Investing capital: In order to raise more capital and earn consistent returns, every organization
or firm must invest money. As a result, the financial manager must invest the company's capital
in safe and successful businesses.
Profit allocation: Once the company has made a significant amount of net profit, the finance
manager's job is to efficiently distribute it. This could entail preserving a portion of the net profit
for contingencies, innovation, or expansion, while paying dividends to shareholders with the rest.
Money management: This department is also in charge of successfully managing the firm's
funds. Money is needed for a variety of reasons in the business, including paying employees and
invoices, keeping stock, satisfying liabilities, and purchasing any goods or equipment.
Financial control: The financial manager is responsible for not only planning, organizing, and
obtaining cash, but also for controlling and analyzing the firm's finances in the short
and long term. Financial instruments like as financial forecasting, ratio analysis, risk
management, and profit and cost control can be used to do this.

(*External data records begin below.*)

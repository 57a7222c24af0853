// Group chat endpoints (REST side of the chat synchronizer).
//
// Routes:
//   POST /v1/groups/{id}/messages — publish a text message
//   POST /v1/groups/{id}/files    — upload to the object store, then publish
//   GET  /v1/groups/{id}/messages — the merged durable log, time-ascending
//
// Both publish routes go through `chat::Publisher`: durable append first,
// then broadcast to the group's live WebSocket subscribers. A client may
// supply its own message id to make retries idempotent.

use std::sync::Arc;

use axum::{
    extract::{Extension, Path, State},
    http::StatusCode,
    middleware,
    routing::{get, post},
    Json, Router,
};
use base64::{engine::general_purpose::STANDARD as BASE64_STANDARD, Engine};
use chrono::Utc;
use serde::{Deserialize, Serialize};
use studia_common::types::{ChatMessage, MessagePayload};
use uuid::Uuid;

use crate::{
    auth::{
        jwt::IdentityTokenService,
        middleware::{require_bearer_auth, require_verified, AuthenticatedUser},
    },
    chat::PublishOutcome,
    error::ApiError,
    validation::{validate_file_name, validate_message_body, ValidatedJson},
};

use super::{bad_request, groups::require_participant, persistence_failure, ApiDeps};

// ── Public API types ─────────────────────────────────────────────────────────

#[derive(Deserialize)]
pub struct SendMessageRequest {
    /// Client-supplied id for idempotent retry; assigned if omitted.
    pub message_id: Option<Uuid>,
    pub body: String,
}

#[derive(Deserialize)]
pub struct SendFileRequest {
    pub message_id: Option<Uuid>,
    pub file_name: String,
    /// File bytes, base64-encoded.
    pub data_b64: String,
}

#[derive(Serialize)]
struct MessageEnvelope {
    message: ChatMessage,
}

#[derive(Serialize)]
struct MessagesEnvelope {
    messages: Vec<ChatMessage>,
}

// ── Router ───────────────────────────────────────────────────────────────────

pub fn router(deps: ApiDeps, token_service: Arc<IdentityTokenService>) -> Router {
    Router::new()
        .route(
            "/v1/groups/{group_id}/messages",
            post(send_message).get(fetch_messages),
        )
        .route("/v1/groups/{group_id}/files", post(send_file))
        .with_state(deps)
        .route_layer(middleware::from_fn_with_state(token_service, require_bearer_auth))
}

// ── Handlers ─────────────────────────────────────────────────────────────────

async fn send_message(
    State(deps): State<ApiDeps>,
    Extension(user): Extension<AuthenticatedUser>,
    Path(group_id): Path<Uuid>,
    ValidatedJson(payload): ValidatedJson<SendMessageRequest>,
) -> Result<(StatusCode, Json<MessageEnvelope>), ApiError> {
    require_verified(&user)?;
    require_participant(&deps, group_id, &user).await?;
    validate_message_body(&payload.body)?;

    let message = ChatMessage {
        id: payload.message_id.unwrap_or_else(Uuid::new_v4),
        group_id,
        sender_id: user.user_id,
        sent_at: Utc::now(),
        payload: MessagePayload::Text { body: payload.body },
    };

    publish(&deps, message).await
}

async fn send_file(
    State(deps): State<ApiDeps>,
    Extension(user): Extension<AuthenticatedUser>,
    Path(group_id): Path<Uuid>,
    ValidatedJson(payload): ValidatedJson<SendFileRequest>,
) -> Result<(StatusCode, Json<MessageEnvelope>), ApiError> {
    require_verified(&user)?;
    require_participant(&deps, group_id, &user).await?;
    validate_file_name(&payload.file_name)?;

    let bytes = BASE64_STANDARD
        .decode(payload.data_b64.as_bytes())
        .map_err(|_| bad_request("data_b64 is not valid base64"))?;
    if bytes.is_empty() {
        return Err(bad_request("file payload must not be empty"));
    }

    // Upload before publish: a message must never reference a URL that does
    // not exist yet.
    let url = deps
        .object_store
        .put(&payload.file_name, bytes)
        .await
        .map_err(persistence_failure)?;

    let message = ChatMessage {
        id: payload.message_id.unwrap_or_else(Uuid::new_v4),
        group_id,
        sender_id: user.user_id,
        sent_at: Utc::now(),
        payload: MessagePayload::File { url, name: payload.file_name },
    };

    publish(&deps, message).await
}

async fn publish(
    deps: &ApiDeps,
    message: ChatMessage,
) -> Result<(StatusCode, Json<MessageEnvelope>), ApiError> {
    // REST senders have no live connection to exclude; their own WebSocket
    // subscription (if any) is protected by client-side dedup.
    match deps.publisher.publish(message, None).await.map_err(persistence_failure)? {
        PublishOutcome::Delivered { message, .. } => {
            Ok((StatusCode::CREATED, Json(MessageEnvelope { message })))
        }
        PublishOutcome::Duplicate { message } => {
            Ok((StatusCode::OK, Json(MessageEnvelope { message })))
        }
    }
}

async fn fetch_messages(
    State(deps): State<ApiDeps>,
    Extension(user): Extension<AuthenticatedUser>,
    Path(group_id): Path<Uuid>,
) -> Result<Json<MessagesEnvelope>, ApiError> {
    require_participant(&deps, group_id, &user).await?;

    let messages = deps
        .publisher
        .store()
        .list_for_group(group_id)
        .await
        .map_err(persistence_failure)?;

    Ok(Json(MessagesEnvelope { messages }))
}

// ── Tests ────────────────────────────────────────────────────────────────────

Improve interpersonal skills: Taking a course in this sector can help you improve your
communication and teamwork abilities by allowing you to form relationships with your
coworkers.
Personality development: Taking a course in this sector might also help you improve your
soft skills. This is because people who want to work in this industry must be extroverts who can
talk about money for hours on end. This aids in the development of their personality, knowledge,
and communication skills.
Greater work opportunities: According to the Bureau of Labor Statistics (BLS) in the
United States, demand for finance manager jobs has increased due to a "increasing range
of financial products and the need for in-depth knowledge geographic region expertise.” This is
further evidenced by the fact that demand for financial management jobs has climbed by 14%,
financial advising jobs by 32%, and financial analysis jobs have increased by 23%.